* _Data extracted from a collection_
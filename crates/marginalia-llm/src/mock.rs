//! Mock provider for deterministic testing
//!
//! Returns pre-configured responses without making any network calls.

use crate::streaming::TextStream;
use crate::{CompletionRequest, LlmError, LlmProvider};
use async_trait::async_trait;
use futures::stream;
use std::sync::{Arc, Mutex, MutexGuard};

/// Size of the fragments a mocked stream is cut into, in characters
const STREAM_FRAGMENT_CHARS: usize = 16;

/// How streamed completions should misbehave
#[derive(Debug, Clone, Copy, PartialEq, Eq, Default)]
pub enum StreamFailure {
    /// Streams deliver the configured response
    #[default]
    None,
    /// `complete_stream` itself returns an error
    OnCreate,
    /// The stream yields one fragment, then an error
    MidStream,
}

#[derive(Debug, Clone)]
enum Reply {
    Text(String),
    Error,
}

#[derive(Debug, Default)]
struct MockState {
    rules: Vec<(String, Reply)>,
    stream_failure: StreamFailure,
    call_count: usize,
    stream_call_count: usize,
    prompts: Vec<String>,
}

/// Mock LLM provider
///
/// Responses are chosen by the first registered pattern the prompt contains,
/// falling back to the default response. Clones share state.
///
/// # Examples
///
/// ```
/// use marginalia_llm::{CompletionRequest, LlmProvider, MockProvider};
///
/// let mut provider = MockProvider::default();
/// provider.add_response("characters", r#"{"characters": []}"#);
///
/// let request = CompletionRequest::new("list the characters", 0.2, 100);
/// let reply = futures::executor::block_on(provider.complete(&request)).unwrap();
/// assert_eq!(reply, r#"{"characters": []}"#);
/// assert_eq!(provider.call_count(), 1);
/// ```
#[derive(Debug, Clone)]
pub struct MockProvider {
    default_response: String,
    state: Arc<Mutex<MockState>>,
}

impl MockProvider {
    /// Create a new MockProvider with a fixed response for all prompts
    pub fn new(response: impl Into<String>) -> Self {
        Self {
            default_response: response.into(),
            state: Arc::new(Mutex::new(MockState::default())),
        }
    }

    fn state(&self) -> MutexGuard<'_, MockState> {
        self.state.lock().unwrap_or_else(|poisoned| poisoned.into_inner())
    }

    /// Reply with `response` to prompts containing `pattern`
    pub fn add_response(&mut self, pattern: impl Into<String>, response: impl Into<String>) {
        self.state()
            .rules
            .push((pattern.into(), Reply::Text(response.into())));
    }

    /// Fail every request whose prompt contains `pattern`
    pub fn add_error(&mut self, pattern: impl Into<String>) {
        self.state().rules.push((pattern.into(), Reply::Error));
    }

    /// Make streamed completions fail
    pub fn set_stream_failure(&mut self, failure: StreamFailure) {
        self.state().stream_failure = failure;
    }

    /// Number of non-streaming calls
    pub fn call_count(&self) -> usize {
        self.state().call_count
    }

    /// Number of streaming calls
    pub fn stream_call_count(&self) -> usize {
        self.state().stream_call_count
    }

    /// Reset both call counters
    pub fn reset_call_count(&self) {
        let mut state = self.state();
        state.call_count = 0;
        state.stream_call_count = 0;
    }

    /// Every prompt received, in order
    pub fn prompts(&self) -> Vec<String> {
        self.state().prompts.clone()
    }

    fn reply_for(&self, state: &MockState, prompt: &str) -> Result<String, LlmError> {
        let rule = state
            .rules
            .iter()
            .find(|(pattern, _)| prompt.contains(pattern.as_str()));

        match rule {
            Some((_, Reply::Text(text))) => Ok(text.clone()),
            Some((_, Reply::Error)) => Err(LlmError::Other("Mock error".to_string())),
            None => Ok(self.default_response.clone()),
        }
    }
}

impl Default for MockProvider {
    fn default() -> Self {
        Self::new("Default mock response")
    }
}

#[async_trait]
impl LlmProvider for MockProvider {
    async fn complete(&self, request: &CompletionRequest) -> Result<String, LlmError> {
        let mut state = self.state();
        state.call_count += 1;
        state.prompts.push(request.prompt.clone());
        self.reply_for(&state, &request.prompt)
    }

    async fn complete_stream(&self, request: &CompletionRequest) -> Result<TextStream, LlmError> {
        let mut state = self.state();
        state.stream_call_count += 1;
        state.prompts.push(request.prompt.clone());

        if state.stream_failure == StreamFailure::OnCreate {
            return Err(LlmError::Communication("Mock stream refused".to_string()));
        }

        let text = self.reply_for(&state, &request.prompt)?;
        let chars: Vec<char> = text.chars().collect();
        let mut fragments: Vec<Result<String, LlmError>> = chars
            .chunks(STREAM_FRAGMENT_CHARS)
            .map(|piece| Ok(piece.iter().collect()))
            .collect();

        if state.stream_failure == StreamFailure::MidStream {
            fragments.truncate(1);
            fragments.push(Err(LlmError::Communication("Mock stream reset".to_string())));
        }

        Ok(Box::pin(stream::iter(fragments)))
    }

    fn model_name(&self) -> &str {
        "mock"
    }
}
//! Marginalia Content Source
//!
//! Retrieves book text and catalogue metadata from a remote digital library
//! and strips publisher boilerplate from the text.
//!
//! # Architecture
//!
//! The orchestrator depends only on the [`ContentSource`] trait, so tests can
//! substitute a stub. [`GutenbergSource`] is the production implementation.

#![warn(missing_docs)]

pub mod clean;
pub mod error;
pub mod gutenberg;
pub mod metadata;

use async_trait::async_trait;
use marginalia_domain::{BookId, BookMetadata};

pub use clean::clean_book_content;
pub use error::SourceError;
pub use gutenberg::{GutenbergConfig, GutenbergSource};
pub use metadata::parse_metadata;

/// A remote library that can supply book text and metadata
#[async_trait]
pub trait ContentSource: Send + Sync {
    /// Fetch catalogue metadata for a book
    async fn get_metadata(&self, id: &BookId) -> Result<BookMetadata, SourceError>;

    /// Fetch the raw plain text of a book
    async fn get_content(&self, id: &BookId) -> Result<String, SourceError>;

    /// Strip boilerplate from raw text
    fn clean_content(&self, raw: &str) -> String {
        clean_book_content(raw)
    }
}
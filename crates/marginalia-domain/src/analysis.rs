//! Analysis module - themes, sentiment, quotes and the assembled record

use crate::character::{Character, Graph};
use serde::{Deserialize, Serialize};

/// A literary theme
#[derive(Debug, Clone, PartialEq, Eq, Serialize, Deserialize)]
pub struct Theme {
    /// Theme name
    pub name: String,
    /// What the theme covers in this book
    #[serde(default)]
    pub description: String,
}

/// Overall emotional tone of the text
///
/// Serializes as `{}` when the model gave no sentiment.
#[derive(Debug, Clone, Default, PartialEq, Eq, Serialize, Deserialize)]
pub struct Sentiment {
    /// One of positive / negative / neutral / mixed, as reported
    #[serde(default, skip_serializing_if = "Option::is_none")]
    pub overall: Option<String>,
    /// Short explanation of the tone
    #[serde(default, skip_serializing_if = "Option::is_none")]
    pub analysis: Option<String>,
}

/// A significant quote
#[derive(Debug, Clone, PartialEq, Eq, Serialize, Deserialize)]
pub struct Quote {
    /// The quoted text
    pub quote: String,
    /// Who said it, if applicable
    #[serde(default, skip_serializing_if = "Option::is_none")]
    pub speaker: Option<String>,
    /// Where it occurs
    #[serde(default, skip_serializing_if = "Option::is_none")]
    pub context: Option<String>,
    /// Why it matters
    #[serde(default, skip_serializing_if = "Option::is_none")]
    pub significance: Option<String>,
}

/// Completed analysis of one book
///
/// Published once per book when its analysis completes; immutable afterwards.
#[derive(Debug, Clone, Default, PartialEq, Eq, Serialize, Deserialize)]
pub struct AnalysisRecord {
    /// Identified characters
    pub characters: Vec<Character>,
    /// Character relationship graph
    pub graph: Graph,
    /// Major themes
    pub themes: Vec<Theme>,
    /// Overall sentiment
    pub sentiment: Sentiment,
    /// Significant quotes
    pub key_quotes: Vec<Quote>,
}

/// Results accumulated by an analysis run so far
///
/// A field is present only once the stage producing it has completed, and is
/// never removed afterwards within a run.
#[derive(Debug, Clone, Default, PartialEq, Eq, Serialize, Deserialize)]
pub struct PartialResults {
    /// Present from `character_analysis_complete`
    #[serde(default, skip_serializing_if = "Option::is_none")]
    pub characters: Option<Vec<Character>>,
    /// Present from `graph_generation`
    #[serde(default, skip_serializing_if = "Option::is_none")]
    pub graph: Option<Graph>,
    /// Present from `theme_analysis_complete`
    #[serde(default, skip_serializing_if = "Option::is_none")]
    pub themes: Option<Vec<Theme>>,
    /// Present from `theme_analysis_complete`
    #[serde(default, skip_serializing_if = "Option::is_none")]
    pub sentiment: Option<Sentiment>,
    /// Present from `theme_analysis_complete`
    #[serde(default, skip_serializing_if = "Option::is_none")]
    pub key_quotes: Option<Vec<Quote>>,
}

impl PartialResults {
    /// Convert into a full record, or `None` if any field is still missing
    pub fn into_record(self) -> Option<AnalysisRecord> {
        Some(AnalysisRecord {
            characters: self.characters?,
            graph: self.graph?,
            themes: self.themes?,
            sentiment: self.sentiment?,
            key_quotes: self.key_quotes?,
        })
    }
}

impl From<AnalysisRecord> for PartialResults {
    fn from(record: AnalysisRecord) -> Self {
        Self {
            characters: Some(record.characters),
            graph: Some(record.graph),
            themes: Some(record.themes),
            sentiment: Some(record.sentiment),
            key_quotes: Some(record.key_quotes),
        }
    }
}
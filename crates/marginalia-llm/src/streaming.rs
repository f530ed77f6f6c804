//! SSE decoding for OpenAI-compatible streaming responses

use crate::LlmError;
use futures::stream::{self, Stream, StreamExt};
use serde::Deserialize;
use std::collections::VecDeque;
use std::pin::Pin;

/// Stream of generated text fragments
pub type TextStream = Pin<Box<dyn Stream<Item = Result<String, LlmError>> + Send>>;

#[derive(Deserialize)]
struct ChunkPayload {
    #[serde(default)]
    choices: Vec<ChunkChoice>,
}

#[derive(Deserialize)]
struct ChunkChoice {
    #[serde(default)]
    delta: ChunkDelta,
}

#[derive(Deserialize, Default)]
struct ChunkDelta {
    #[serde(default)]
    content: Option<String>,
}

/// Result of decoding one SSE line
#[derive(Debug, PartialEq)]
enum SseLine {
    Text(String),
    Done,
    Skip,
}

fn decode_line(line: &str) -> Result<SseLine, LlmError> {
    let line = line.trim();
    if line.is_empty() || line.starts_with(':') {
        return Ok(SseLine::Skip);
    }

    let Some(data) = line.strip_prefix("data:") else {
        return Ok(SseLine::Skip);
    };
    let data = data.trim_start();
    if data == "[DONE]" {
        return Ok(SseLine::Done);
    }

    let payload: ChunkPayload = serde_json::from_str(data)
        .map_err(|e| LlmError::InvalidResponse(format!("Failed to parse SSE chunk: {}", e)))?;

    let text: String = payload
        .choices
        .into_iter()
        .filter_map(|choice| choice.delta.content)
        .collect();

    if text.is_empty() {
        Ok(SseLine::Skip)
    } else {
        Ok(SseLine::Text(text))
    }
}

struct DecoderState<S> {
    inner: Pin<Box<S>>,
    buffer: Vec<u8>,
    pending: VecDeque<Result<String, LlmError>>,
    finished: bool,
}

impl<S> DecoderState<S> {
    /// Decode every complete line in the buffer; `flush` also takes the tail
    fn drain_lines(&mut self, flush: bool) {
        while !self.finished {
            let line = match self.buffer.iter().position(|b| *b == b'\n') {
                Some(pos) => self.buffer.drain(..=pos).collect::<Vec<u8>>(),
                None if flush && !self.buffer.is_empty() => std::mem::take(&mut self.buffer),
                None => break,
            };

            match decode_line(&String::from_utf8_lossy(&line)) {
                Ok(SseLine::Text(text)) => self.pending.push_back(Ok(text)),
                Ok(SseLine::Skip) => {}
                Ok(SseLine::Done) => self.finished = true,
                Err(e) => {
                    self.pending.push_back(Err(e));
                    self.finished = true;
                }
            }
        }
    }
}

/// Decode an SSE byte stream into text fragments
///
/// Lines are reassembled across chunk boundaries. The stream ends at
/// `data: [DONE]`, at the end of input, or after the first error.
pub fn decode_sse<S, B, E>(bytes: S) -> TextStream
where
    S: Stream<Item = Result<B, E>> + Send + 'static,
    B: AsRef<[u8]> + Send + 'static,
    E: std::fmt::Display + Send + 'static,
{
    let state = DecoderState {
        inner: Box::pin(bytes),
        buffer: Vec::new(),
        pending: VecDeque::new(),
        finished: false,
    };

    Box::pin(stream::unfold(state, |mut state| async move {
        loop {
            if let Some(item) = state.pending.pop_front() {
                return Some((item, state));
            }
            if state.finished {
                return None;
            }

            match state.inner.next().await {
                Some(Ok(chunk)) => {
                    state.buffer.extend_from_slice(chunk.as_ref());
                    state.drain_lines(false);
                }
                Some(Err(e)) => {
                    state
                        .pending
                        .push_back(Err(LlmError::Communication(format!("Stream error: {}", e))));
                    state.finished = true;
                }
                None => {
                    state.drain_lines(true);
                    state.finished = true;
                }
            }
        }
    }))
}

#[cfg(test)]
mod tests {
    use super::*;

    fn chunk(content: &str) -> String {
        format!(
            "data: {}\n\n",
            serde_json::json!({"choices": [{"index": 0, "delta": {"content": content}}]})
        )
    }

    async fn collect(parts: Vec<String>) -> Vec<Result<String, LlmError>> {
        let input = stream::iter(parts.into_iter().map(Ok::<_, std::io::Error>));
        decode_sse(input).collect().await
    }

    #[test]
    fn test_decode_line_content() {
        let line = r#"data: {"id":"x","choices":[{"index":0,"delta":{"content":"Hello"}}]}"#;
        assert_eq!(decode_line(line).unwrap(), SseLine::Text("Hello".to_string()));
    }

    #[test]
    fn test_decode_line_role_only_is_skipped() {
        let line = r#"data: {"choices":[{"index":0,"delta":{"role":"assistant"}}]}"#;
        assert_eq!(decode_line(line).unwrap(), SseLine::Skip);
    }

    #[test]
    fn test_decode_line_done_and_comments() {
        assert_eq!(decode_line("data: [DONE]").unwrap(), SseLine::Done);
        assert_eq!(decode_line(": keep-alive").unwrap(), SseLine::Skip);
        assert_eq!(decode_line("").unwrap(), SseLine::Skip);
    }

    #[test]
    fn test_decode_line_invalid_json() {
        assert!(matches!(
            decode_line("data: {invalid json}"),
            Err(LlmError::InvalidResponse(_))
        ));
    }

    #[tokio::test]
    async fn test_lines_split_across_chunks() {
        let full = format!("{}{}data: [DONE]\n\n", chunk("Hel"), chunk("lo"));
        let (a, b) = full.split_at(17);

        let items = collect(vec![a.to_string(), b.to_string()]).await;
        let text: Vec<String> = items.into_iter().map(|r| r.unwrap()).collect();
        assert_eq!(text.concat(), "Hello");
    }

    #[tokio::test]
    async fn test_stops_at_done() {
        let body = format!("{}data: [DONE]\n\n{}", chunk("A"), chunk("ignored"));
        let items = collect(vec![body]).await;
        assert_eq!(items, vec![Ok("A".to_string())]);
    }

    #[tokio::test]
    async fn test_trailing_line_without_newline() {
        let body = format!("data: {}", serde_json::json!({"choices": [{"delta": {"content": "end"}}]}));
        let items = collect(vec![body]).await;
        assert_eq!(items, vec![Ok("end".to_string())]);
    }

    #[tokio::test]
    async fn test_transport_error_ends_stream() {
        let input = stream::iter(vec![
            Ok(chunk("partial")),
            Err(std::io::Error::new(std::io::ErrorKind::Other, "reset")),
            Ok(chunk("never")),
        ]);
        let items: Vec<_> = decode_sse(input).collect().await;
        assert_eq!(items.len(), 2);
        assert_eq!(items[0], Ok("partial".to_string()));
        assert!(matches!(items[1], Err(LlmError::Communication(_))));
    }
}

* _REQUIRED ACTION_
Output only the lines from the top of the entries through the one holding "completions should misbehave", copied exactly.

* _WRITTEN RESPONSE_
filename crates/marginalia-llm/src/mock.rs
//! Mock provider for deterministic testing
//!
//! Returns pre-configured responses without making any network calls.

use crate::streaming::TextStream;
use crate::{CompletionRequest, LlmError, LlmProvider};
use async_trait::async_trait;
use futures::stream;
use std::sync::{Arc, Mutex, MutexGuard};

/// Size of the fragments a mocked stream is cut into, in characters
const STREAM_FRAGMENT_CHARS: usize = 16;

/// How streamed completions should misbehave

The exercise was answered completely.